D'abord le jeu distancié. C'est lui qui en premier vient nous dire que nous sommes en train de voir un film, un jeu. Qu'est-ce que le film met en jeu ? est alors la question qui se pose tout le temps à nous, aux personnages. Ce régime du faux fait un retour non pas au réel, mais à la question que nous nous posons sur lui avec le film. Farocki « fait avec le cinéma », et pas comme s'il n'était pas là, ou trop évidemment là. En tant que cinéaste, il se soucie du régime de présence que le cinéma a acquis et préfère en perturber la présence conquérante, sa représentation déjà codée. Le code possède une clôture gênante : même si on déplace le code, on se réfère encore trop à lui, on ne fait qu'en déplacer les limites à l'intérieur même du code. Le jeu distancié est intéressant à ce niveau-là parce qu'il ne construit pas qu'un nouveau type de personnage (un héros de western plus fragile par exemple, ou une femme plus « actante ») mais questionne plus largement la représentation cinématographique du personnage.

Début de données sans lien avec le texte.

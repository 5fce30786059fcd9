pub mod diagnostics;
pub mod error;
use std::io;
use std::panic::Location;

use crate::loggers::level::Level;
use crate::loggers::log::Log;
use crate::writers::Writer;

/// Turns every write into one log message at a fixed level.
///
/// One trailing `\n` is stripped, since formatters add their own line end.
/// Invalid UTF-8 is replaced lossily. This bridges libraries that only know
/// how to write to an `io::Write`.
#[derive(Debug, Clone)]
pub struct LevelWriter {
    level: Level,
    log: Log,
}

impl LevelWriter {
    pub fn new(level: Level, log: Log) -> Self {
        Self { level, log }
    }

    pub fn level(&self) -> Level {
        self.level
    }

    #[track_caller]
    fn emit(&self, buf: &[u8]) -> usize {
        let body = buf.strip_suffix(b"\n").unwrap_or(buf);
        let message = String::from_utf8_lossy(body);
        self.log.emit(self.level, Location::caller(), &message);
        buf.len()
    }
}

impl Writer for LevelWriter {
    fn write(&self, buf: &[u8]) -> io::Result<usize> {
        Ok(self.emit(buf))
    }
}

impl io::Write for LevelWriter {
    fn write(&mut self, buf: &[u8]) -> io::Result<usize> {
        Ok(self.emit(buf))
    }

    fn flush(&mut self) -> io::Result<()> {
        Ok(())
    }
}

Comment le cinéma donne-t-il à voir des représentations de nous, des jeux, des acteurs ? Comment la fiction parle-t-elle de nous ? Pour que le film nous permette toujours de garder à l'esprit ces questions, Farocki fait du jeu distancié une figure de son cinéma. L'acteur chez Farocki « dit » son texte plus qu'il ne le joue. Ainsi, dans un premier temps, il désigne la représentation en train de se faire, et de loin en loin, nous donne à penser cette représentation elle-même comme geste en train de se faire. Pourquoi donner à voir ainsi ? devient alors la question « comment donnons-nous à voir » ? La forme cinématographique « se montre », révèle ses coutures, pour que le cinéma ne reste pas un acte anodin, trop vite effacé derrière ses histoires ou ses personnages...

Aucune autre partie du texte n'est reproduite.